*Action item*: In this exercise, every entry is to be transcribed exactly as written.

*Data supplied*:
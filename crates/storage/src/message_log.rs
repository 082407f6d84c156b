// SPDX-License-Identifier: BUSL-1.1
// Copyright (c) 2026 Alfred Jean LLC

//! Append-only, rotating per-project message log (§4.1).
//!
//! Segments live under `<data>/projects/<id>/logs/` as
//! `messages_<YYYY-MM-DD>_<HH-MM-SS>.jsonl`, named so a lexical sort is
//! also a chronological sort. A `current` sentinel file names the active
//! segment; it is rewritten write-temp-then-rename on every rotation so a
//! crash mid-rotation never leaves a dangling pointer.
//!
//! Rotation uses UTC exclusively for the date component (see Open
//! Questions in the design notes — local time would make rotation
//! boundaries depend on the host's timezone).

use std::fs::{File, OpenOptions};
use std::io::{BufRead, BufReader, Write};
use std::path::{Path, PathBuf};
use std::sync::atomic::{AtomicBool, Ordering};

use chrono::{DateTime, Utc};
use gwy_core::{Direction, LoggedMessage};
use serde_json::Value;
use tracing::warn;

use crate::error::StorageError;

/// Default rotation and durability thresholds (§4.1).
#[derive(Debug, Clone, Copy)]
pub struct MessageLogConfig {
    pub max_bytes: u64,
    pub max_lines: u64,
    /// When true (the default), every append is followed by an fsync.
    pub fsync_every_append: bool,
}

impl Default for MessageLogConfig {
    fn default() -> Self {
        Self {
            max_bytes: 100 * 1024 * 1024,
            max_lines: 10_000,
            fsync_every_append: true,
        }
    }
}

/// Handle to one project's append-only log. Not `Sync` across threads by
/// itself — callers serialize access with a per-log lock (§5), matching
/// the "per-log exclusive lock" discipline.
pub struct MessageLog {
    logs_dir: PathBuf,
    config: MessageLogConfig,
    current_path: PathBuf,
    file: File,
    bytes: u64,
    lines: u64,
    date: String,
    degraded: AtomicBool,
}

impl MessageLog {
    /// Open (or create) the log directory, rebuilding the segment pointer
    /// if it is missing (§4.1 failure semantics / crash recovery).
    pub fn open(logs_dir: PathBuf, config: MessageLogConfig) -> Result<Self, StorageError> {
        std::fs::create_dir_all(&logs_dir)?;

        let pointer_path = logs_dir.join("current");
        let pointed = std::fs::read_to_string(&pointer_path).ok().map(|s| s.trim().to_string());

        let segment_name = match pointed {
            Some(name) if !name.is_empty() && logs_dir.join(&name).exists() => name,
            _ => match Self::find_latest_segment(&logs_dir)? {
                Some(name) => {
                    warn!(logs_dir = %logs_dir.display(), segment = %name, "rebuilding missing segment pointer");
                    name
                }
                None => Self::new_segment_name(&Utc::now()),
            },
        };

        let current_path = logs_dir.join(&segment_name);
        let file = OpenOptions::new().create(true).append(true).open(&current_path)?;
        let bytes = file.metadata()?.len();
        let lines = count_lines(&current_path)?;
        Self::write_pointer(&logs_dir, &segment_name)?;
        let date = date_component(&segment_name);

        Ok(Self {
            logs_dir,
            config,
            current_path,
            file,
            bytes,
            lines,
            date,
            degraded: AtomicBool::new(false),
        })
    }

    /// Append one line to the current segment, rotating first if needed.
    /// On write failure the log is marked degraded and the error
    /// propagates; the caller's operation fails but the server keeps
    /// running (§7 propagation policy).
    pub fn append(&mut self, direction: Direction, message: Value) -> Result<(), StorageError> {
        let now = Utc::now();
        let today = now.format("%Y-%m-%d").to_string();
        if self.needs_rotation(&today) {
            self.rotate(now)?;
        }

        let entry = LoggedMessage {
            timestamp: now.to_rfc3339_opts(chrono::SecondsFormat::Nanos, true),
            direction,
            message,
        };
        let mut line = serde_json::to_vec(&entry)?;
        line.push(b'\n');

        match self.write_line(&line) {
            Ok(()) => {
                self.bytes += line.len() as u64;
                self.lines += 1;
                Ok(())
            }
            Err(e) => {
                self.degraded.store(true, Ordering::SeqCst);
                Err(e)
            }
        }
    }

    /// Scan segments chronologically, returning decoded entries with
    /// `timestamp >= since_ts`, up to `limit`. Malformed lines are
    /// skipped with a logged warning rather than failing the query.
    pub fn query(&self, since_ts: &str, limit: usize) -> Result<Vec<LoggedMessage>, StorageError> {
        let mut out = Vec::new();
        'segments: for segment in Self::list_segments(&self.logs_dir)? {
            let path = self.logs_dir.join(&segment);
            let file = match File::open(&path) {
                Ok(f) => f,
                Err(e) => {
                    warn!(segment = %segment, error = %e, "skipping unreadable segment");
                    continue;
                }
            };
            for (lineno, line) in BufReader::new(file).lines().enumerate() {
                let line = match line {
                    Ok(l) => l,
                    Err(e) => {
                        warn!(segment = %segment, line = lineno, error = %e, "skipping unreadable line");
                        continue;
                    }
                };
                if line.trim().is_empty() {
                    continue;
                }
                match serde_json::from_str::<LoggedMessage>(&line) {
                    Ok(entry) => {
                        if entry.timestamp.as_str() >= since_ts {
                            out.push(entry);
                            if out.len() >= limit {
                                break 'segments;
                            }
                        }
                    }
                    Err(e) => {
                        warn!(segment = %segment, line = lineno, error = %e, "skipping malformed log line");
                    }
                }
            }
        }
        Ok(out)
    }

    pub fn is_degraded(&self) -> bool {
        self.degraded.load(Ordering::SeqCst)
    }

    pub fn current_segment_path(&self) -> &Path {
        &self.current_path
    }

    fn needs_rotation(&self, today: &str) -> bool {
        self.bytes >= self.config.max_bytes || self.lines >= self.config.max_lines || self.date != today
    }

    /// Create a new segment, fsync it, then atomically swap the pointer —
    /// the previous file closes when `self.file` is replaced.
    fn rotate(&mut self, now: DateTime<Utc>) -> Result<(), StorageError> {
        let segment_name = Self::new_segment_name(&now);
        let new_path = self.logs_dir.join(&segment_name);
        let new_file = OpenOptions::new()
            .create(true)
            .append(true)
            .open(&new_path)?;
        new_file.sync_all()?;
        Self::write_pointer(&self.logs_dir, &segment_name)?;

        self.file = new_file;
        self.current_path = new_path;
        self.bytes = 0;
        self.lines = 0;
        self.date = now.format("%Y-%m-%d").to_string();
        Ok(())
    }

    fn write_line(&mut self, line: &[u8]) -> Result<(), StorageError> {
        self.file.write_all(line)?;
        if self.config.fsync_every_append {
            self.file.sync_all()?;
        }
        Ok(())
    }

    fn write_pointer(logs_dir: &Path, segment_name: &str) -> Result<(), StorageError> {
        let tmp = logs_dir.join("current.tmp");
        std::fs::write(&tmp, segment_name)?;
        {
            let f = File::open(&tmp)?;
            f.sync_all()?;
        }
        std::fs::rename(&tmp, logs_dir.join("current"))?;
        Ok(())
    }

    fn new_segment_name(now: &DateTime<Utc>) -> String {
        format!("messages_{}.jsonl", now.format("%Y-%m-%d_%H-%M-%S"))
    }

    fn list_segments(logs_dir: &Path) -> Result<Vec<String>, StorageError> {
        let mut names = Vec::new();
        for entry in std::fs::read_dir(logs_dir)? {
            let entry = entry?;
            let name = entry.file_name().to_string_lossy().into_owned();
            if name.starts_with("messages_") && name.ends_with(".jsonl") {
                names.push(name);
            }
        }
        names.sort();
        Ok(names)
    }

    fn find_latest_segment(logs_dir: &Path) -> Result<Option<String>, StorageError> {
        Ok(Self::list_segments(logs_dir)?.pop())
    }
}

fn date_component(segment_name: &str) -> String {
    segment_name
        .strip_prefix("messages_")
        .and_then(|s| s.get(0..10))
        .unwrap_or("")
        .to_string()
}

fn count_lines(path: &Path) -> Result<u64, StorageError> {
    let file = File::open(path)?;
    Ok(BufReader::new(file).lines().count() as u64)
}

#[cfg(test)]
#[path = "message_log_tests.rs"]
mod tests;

*Finished task*:
filename crates/storage/src/message_log.rs
repository 082407f6d84c156b
// SPDX-License-Identifier: BUSL-1.1
// Copyright (c) 2026 Alfred Jean LLC

//! Append-only, rotating per-project message log (§4.1).
//!
//! Segments live under `<data>/projects/<id>/logs/` as
//! `messages_<YYYY-MM-DD>_<HH-MM-SS>.jsonl`, named so a lexical sort is
//! also a chronological sort. A `current` sentinel file names the active
//! segment; it is rewritten write-temp-then-rename on every rotation so a
//! crash mid-rotation never leaves a dangling pointer.
//!
//! Rotation uses UTC exclusively for the date component (see Open
//! Questions in the design notes — local time would make rotation
//! boundaries depend on the host's timezone).

use std::fs::{File, OpenOptions};
use std::io::{BufRead, BufReader, Write};
use std::path::{Path, PathBuf};
use std::sync::atomic::{AtomicBool, Ordering};

use chrono::{DateTime, Utc};
use gwy_core::{Direction, LoggedMessage};
use serde_json::Value;
use tracing::warn;

use crate::error::StorageError;

/// Default rotation and durability thresholds (§4.1).
#[derive(Debug, Clone, Copy)]
pub struct MessageLogConfig {
    pub max_bytes: u64,
    pub max_lines: u64,
    /// When true (the default), every append is followed by an fsync.
    pub fsync_every_append: bool,
}

impl Default for MessageLogConfig {
    fn default() -> Self {
        Self {
            max_bytes: 100 * 1024 * 1024,
            max_lines: 10_000,
            fsync_every_append: true,
        }
    }
}

/// Handle to one project's append-only log. Not `Sync` across threads by
/// itself — callers serialize access with a per-log lock (§5), matching
/// the "per-log exclusive lock" discipline.
pub struct MessageLog {
    logs_dir: PathBuf,
    config: MessageLogConfig,
    current_path: PathBuf,
    file: File,
    bytes: u64,
    lines: u64,
    date: String,
    degraded: AtomicBool,
}

impl MessageLog {
    /// Open (or create) the log directory, rebuilding the segment pointer
    /// if it is missing (§4.1 failure semantics / crash recovery).
    pub fn open(logs_dir: PathBuf, config: MessageLogConfig) -> Result<Self, StorageError> {
        std::fs::create_dir_all(&logs_dir)?;

        let pointer_path = logs_dir.join("current");
        let pointed = std::fs::read_to_string(&pointer_path).ok().map(|s| s.trim().to_string());

        let segment_name = match pointed {
            Some(name) if !name.is_empty() && logs_dir.join(&name).exists() => name,
            _ => match Self::find_latest_segment(&logs_dir)? {
                Some(name) => {
                    warn!(logs_dir = %logs_dir.display(), segment = %name, "rebuilding missing segment pointer");
                    name
                }
                None => Self::new_segment_name(&Utc::now()),
            },
        };

        let current_path = logs_dir.join(&segment_name);
        let file = OpenOptions::new().create(true).append(true).open(&current_path)?;
        let bytes = file.metadata()?.len();
        let lines = count_lines(&current_path)?;
        Self::write_pointer(&logs_dir, &segment_name)?;
        let date = date_component(&segment_name);

        Ok(Self {
            logs_dir,
            config,
            current_path,
            file,
            bytes,
            lines,
            date,
            degraded: AtomicBool::new(false),
        })
    }

    /// Append one line to the current segment, rotating first if needed.
    /// On write failure the log is marked degraded and the error
    /// propagates; the caller's operation fails but the server keeps
    /// running (§7 propagation policy).
    pub fn append(&mut self, direction: Direction, message: Value) -> Result<(), StorageError> {
        let now = Utc::now();
        let today = now.format("%Y-%m-%d").to_string();
        if self.needs_rotation(&today) {
            self.rotate(now)?;
        }

        let entry = LoggedMessage {
            timestamp: now.to_rfc3339_opts(chrono::SecondsFormat::Nanos, true),
            direction,
            message,
        };
        let mut line = serde_json::to_vec(&entry)?;
        line.push(b'\n');

        match self.write_line(&line) {
            Ok(()) => {
                self.bytes += line.len() as u64;
                self.lines += 1;
                Ok(())
            }
            Err(e) => {
                self.degraded.store(true, Ordering::SeqCst);
                Err(e)
            }
        }
    }

    /// Scan segments chronologically, returning decoded entries with
    /// `timestamp >= since_ts`, up to `limit`. Malformed lines are
    /// skipped with a logged warning rather than failing the query.
    pub fn query(&self, since_ts: &str, limit: usize) -> Result<Vec<LoggedMessage>, StorageError> {
        let mut out = Vec::new();
        'segments: for segment in Self::list_segments(&self.logs_dir)? {
            let path = self.logs_dir.join(&segment);
            let file = match File::open(&path) {
                Ok(f) => f,
                Err(e) => {
                    warn!(segment = %segment, error = %e, "skipping unreadable segment");
                    continue;
                }
            };
            for (lineno, line) in BufReader::new(file).lines().enumerate() {
                let line = match line {
                    Ok(l) => l,
                    Err(e) => {
                        warn!(segment = %segment, line = lineno, error = %e, "skipping unreadable line");
                        continue;
                    }
                };
                if line.trim().is_empty() {
                    continue;
                }
                match serde_json::from_str::<LoggedMessage>(&line) {
                    Ok(entry) => {
                        if entry.timestamp.as_str() >= since_ts {
                            out.push(entry);
                            if out.len() >= limit {
                                break 'segments;
                            }
                        }
                    }
                    Err(e) => {
                        warn!(segment = %segment, line = lineno, error = %e, "skipping malformed log line");
                    }
                }
            }
        }
        Ok(out)
    }

    pub fn is_degraded(&self) -> bool {
        self.degraded.load(Ordering::SeqCst)
    }

    pub fn current_segment_path(&self) -> &Path {
        &self.current_path
    }

    fn needs_rotation(&self, today: &str) -> bool {
        self.bytes >= self.config.max_bytes || self.lines >= self.config.max_lines || self.date != today
    }

    /// Create a new segment, fsync it, then atomically swap the pointer —
    /// the previous file closes when `self.file` is replaced.
    fn rotate(&mut self, now: DateTime<Utc>) -> Result<(), StorageError> {
        let segment_name = Self::new_segment_name(&now);
        let new_path = self.logs_dir.join(&segment_name);
        let new_file = OpenOptions::new()
            .create(true)
            .append(true)
            .open(&new_path)?;
        new_file.sync_all()?;
        Self::write_pointer(&self.logs_dir, &segment_name)?;

        self.file = new_file;
        self.current_path = new_path;
        self.bytes = 0;
        self.lines = 0;
        self.date = now.format("%Y-%m-%d").to_string();
        Ok(())
    }

    fn write_line(&mut self, line: &[u8]) -> Result<(), StorageError> {
        self.file.write_all(line)?;
        if self.config.fsync_every_append {
            self.file.sync_all()?;
        }
        Ok(())
    }

    fn write_pointer(logs_dir: &Path, segment_name: &str) -> Result<(), StorageError> {
        let tmp = logs_dir.join("current.tmp");
        std::fs::write(&tmp, segment_name)?;
        {
            let f = File::open(&tmp)?;
            f.sync_all()?;
        }
        std::fs::rename(&tmp, logs_dir.join("current"))?;
        Ok(())
    }

    fn new_segment_name(now: &DateTime<Utc>) -> String {
        format!("messages_{}.jsonl", now.format("%Y-%m-%d_%H-%M-%S"))
    }

    fn list_segments(logs_dir: &Path) -> Result<Vec<String>, StorageError> {
        let mut names = Vec::new();
        for entry in std::fs::read_dir(logs_dir)? {
            let entry = entry?;
            let name = entry.file_name().to_string_lossy().into_owned();
            if name.starts_with("messages_") && name.ends_with(".jsonl") {
                names.push(name);
            }
        }
        names.sort();
        Ok(names)
    }

    fn find_latest_segment(logs_dir: &Path) -> Result<Option<String>, StorageError> {
        Ok(Self::list_segments(logs_dir)?.pop())
    }
}

fn date_component(segment_name: &str) -> String {
    segment_name
        .strip_prefix("messages_")
        .and_then(|s| s.get(0..10))
        .unwrap_or("")
        .to_string()
}

fn count_lines(path: &Path) -> Result<u64, StorageError> {
    let file = File::open(path)?;
    Ok(BufReader::new(file).lines().count() as u64)
}

#[cfg(test)]
#[path = "message_log_tests.rs"]
mod tests;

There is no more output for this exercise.